**Exercise materials**:
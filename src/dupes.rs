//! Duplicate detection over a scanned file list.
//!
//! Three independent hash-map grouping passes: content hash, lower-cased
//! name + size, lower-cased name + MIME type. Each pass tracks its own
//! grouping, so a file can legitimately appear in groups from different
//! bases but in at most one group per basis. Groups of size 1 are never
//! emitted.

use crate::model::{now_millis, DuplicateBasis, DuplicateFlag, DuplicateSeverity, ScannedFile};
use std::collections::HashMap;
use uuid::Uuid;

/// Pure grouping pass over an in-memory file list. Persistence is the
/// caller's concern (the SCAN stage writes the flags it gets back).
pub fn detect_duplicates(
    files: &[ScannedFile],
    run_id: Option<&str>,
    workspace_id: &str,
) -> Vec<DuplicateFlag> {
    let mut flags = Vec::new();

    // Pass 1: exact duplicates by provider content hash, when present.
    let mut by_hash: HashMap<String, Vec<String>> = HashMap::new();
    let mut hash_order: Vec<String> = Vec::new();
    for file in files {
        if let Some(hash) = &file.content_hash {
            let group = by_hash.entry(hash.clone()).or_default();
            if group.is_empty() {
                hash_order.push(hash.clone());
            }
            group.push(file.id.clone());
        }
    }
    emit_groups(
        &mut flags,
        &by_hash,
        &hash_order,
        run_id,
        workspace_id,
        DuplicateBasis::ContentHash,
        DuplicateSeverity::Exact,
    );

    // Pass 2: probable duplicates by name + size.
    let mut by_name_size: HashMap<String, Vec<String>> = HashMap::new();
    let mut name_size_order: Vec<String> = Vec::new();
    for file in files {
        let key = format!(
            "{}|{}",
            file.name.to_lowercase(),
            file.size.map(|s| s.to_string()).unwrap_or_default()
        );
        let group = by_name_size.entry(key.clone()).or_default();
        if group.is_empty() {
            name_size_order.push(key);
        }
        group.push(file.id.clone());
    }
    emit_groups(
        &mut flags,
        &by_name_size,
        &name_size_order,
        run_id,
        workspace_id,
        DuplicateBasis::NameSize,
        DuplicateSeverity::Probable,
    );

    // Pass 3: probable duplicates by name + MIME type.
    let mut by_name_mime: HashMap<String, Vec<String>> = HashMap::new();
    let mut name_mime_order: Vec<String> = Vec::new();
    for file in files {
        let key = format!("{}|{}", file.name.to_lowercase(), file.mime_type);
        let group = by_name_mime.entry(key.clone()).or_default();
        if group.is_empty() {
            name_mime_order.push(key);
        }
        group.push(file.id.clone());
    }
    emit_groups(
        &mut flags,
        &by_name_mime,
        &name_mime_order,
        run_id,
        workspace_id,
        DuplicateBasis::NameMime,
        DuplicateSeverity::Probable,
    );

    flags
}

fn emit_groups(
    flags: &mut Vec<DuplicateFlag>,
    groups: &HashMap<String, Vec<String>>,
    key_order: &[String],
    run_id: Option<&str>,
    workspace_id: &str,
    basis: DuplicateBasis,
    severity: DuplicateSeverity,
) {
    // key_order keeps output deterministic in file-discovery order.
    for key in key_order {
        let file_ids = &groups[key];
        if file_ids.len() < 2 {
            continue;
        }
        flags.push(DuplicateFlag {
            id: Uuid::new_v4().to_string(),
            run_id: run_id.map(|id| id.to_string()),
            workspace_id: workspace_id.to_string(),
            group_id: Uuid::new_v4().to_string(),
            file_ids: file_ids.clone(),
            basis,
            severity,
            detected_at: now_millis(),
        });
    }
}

**What you need to do**:
One line above contains "let file_ids = &groups[key];". Output that line and each one after it, word for word, and nothing else.

**Task answer**:
        let file_ids = &groups[key];
        if file_ids.len() < 2 {
            continue;
        }
        flags.push(DuplicateFlag {
            id: Uuid::new_v4().to_string(),
            run_id: run_id.map(|id| id.to_string()),
            workspace_id: workspace_id.to_string(),
            group_id: Uuid::new_v4().to_string(),
            file_ids: file_ids.clone(),
            basis,
            severity,
            detected_at: now_millis(),
        });
    }
}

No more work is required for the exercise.